Comparative study of three-way catalytic performance over Pd/CeO2-ZrO2-Al2O3 and Pd/La-Al2O3 catalysts: New insights into microstructure and thermal stability

Abstract

Series of Pd/CeO2-ZrO2-Al2O3 (Pd/CZA) with different pore structures and lanthanum modified Pd/La-Al2O3 (Pd/La-A) were prepared via coprecipitation or hydrothermal method. The obtained catalysts were subjected to TWC activity evaluation, thermal stability tests as well as systematic characterizations including TEM, BET, Rietveld XRD, XPS, H2-TPR, O2-TPSR, and in situ DRIFTS. Results show that the TWC catalytic performance of Pd/Al2O3 catalyst can be obviously improved by CeO2-ZrO2 modification compared to La2O3 modification, due to the strong interaction between PdOx species and CeO2-ZrO2 support.

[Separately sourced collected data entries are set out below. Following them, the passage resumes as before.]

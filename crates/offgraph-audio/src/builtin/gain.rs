//! Gain node - simple volume control.

use offgraph_core::{AudioFormat, Frames};
use offgraph_node::{Node, NodeError, NodeInfo, ParameterInfo, ProcessBuffers, RenderStatus};

/// Gain parameter id
pub const PARAM_GAIN: u32 = 0;

/// Single-input gain stage
///
/// Multiplies every sample by a linear gain factor.
///
/// ## Parameter Range
///
/// Gain: 0.0 to 2.0 (linear)
/// - 0.0 = silence
/// - 1.0 = unity gain (default)
/// - 2.0 = double amplitude (+6 dB)
pub struct GainNode {
    gain: f32,
    info: NodeInfo,
}

impl Default for GainNode {
    fn default() -> Self {
        Self::new(1.0)
    }
}

impl GainNode {
    /// Create a gain node; `gain` is clamped to 0.0..=2.0
    pub fn new(gain: f32) -> Self {
        Self {
            gain: clamp_gain(gain),
            info: NodeInfo::new("Gain", "offgraph.builtin.gain"),
        }
    }
}

/// NaN maps to unity
fn clamp_gain(value: f32) -> f32 {
    if value.is_nan() {
        1.0
    } else {
        value.clamp(0.0, 2.0)
    }
}

impl Node for GainNode {
    fn info(&self) -> &NodeInfo {
        &self.info
    }

    fn input_slots(&self) -> usize {
        1
    }

    fn initialize(&mut self, _format: AudioFormat, _max_frames: Frames) -> Result<(), NodeError> {
        Ok(())
    }

    fn process(&mut self, buffers: &mut ProcessBuffers<'_>) -> RenderStatus {
        let inputs = buffers.inputs;
        let Some(input) = inputs.first().copied() else {
            return NodeError::ProcessingFailed("gain node has no input".to_string()).into();
        };
        if let Err(e) = buffers.prepare_output() {
            return e.into();
        }

        let gain = self.gain;
        let available = input.frame_length().min(buffers.frames);
        for channel in 0..buffers.output.channels() {
            for frame in 0..available {
                buffers
                    .output
                    .set(frame, channel, input.get(frame, channel) * gain);
            }
        }
        buffers.output.silence(available..buffers.frames);

        if buffers.inputs_drained {
            RenderStatus::Drained
        } else {
            RenderStatus::Success
        }
    }

    fn set_parameter(&mut self, id: u32, value: f32) -> Result<(), NodeError> {
        match id {
            PARAM_GAIN => {
                // NaN leaves the gain unchanged
                if !value.is_nan() {
                    self.gain = clamp_gain(value);
                }
                Ok(())
            }
            _ => Err(NodeError::InvalidParameter(format!(
                "Unknown parameter ID: {id}"
            ))),
        }
    }

    fn get_parameter(&self, id: u32) -> Result<f32, NodeError> {
        match id {
            PARAM_GAIN => Ok(self.gain),
            _ => Err(NodeError::InvalidParameter(format!(
                "Unknown parameter ID: {id}"
            ))),
        }
    }

    fn parameters(&self) -> Vec<ParameterInfo> {
        vec![ParameterInfo {
            id: PARAM_GAIN,
            name: "Gain".to_string(),
            min_value: 0.0,
            max_value: 2.0,
            default_value: 1.0,
        }]
    }
}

The excellent thermal stability of Pd/CZA-2 catalyst is related to its different microstructure compared to Pd/CZA-1, because the abundant dissociated Zr4+ due to phase separation in Pd/CZA-2 could hinder the θ-Al2O3 to α-Al2O3 phase transition and retain small-sized PdOx species with excellent reoxidation ability. Besides, DRIFTS studies reveal clear structure-activity correlations between the adsorbed reaction intermediates and TWC catalytic performance, i.e. The formation of NO-Pd0 species on fresh Pd/CZA-1 is beneficial for NO conversion, while the rapid adsorption/decomposition of HC and carbonate species on Pd/CZA also contributes to better HC/CO oxidation. Nevertheless, the active sites poisoning by HC strong adsorption along with temperature-stable nitrate species on Pd/La-A cost its inferior catalytic behaviour regardless of thermal ageing.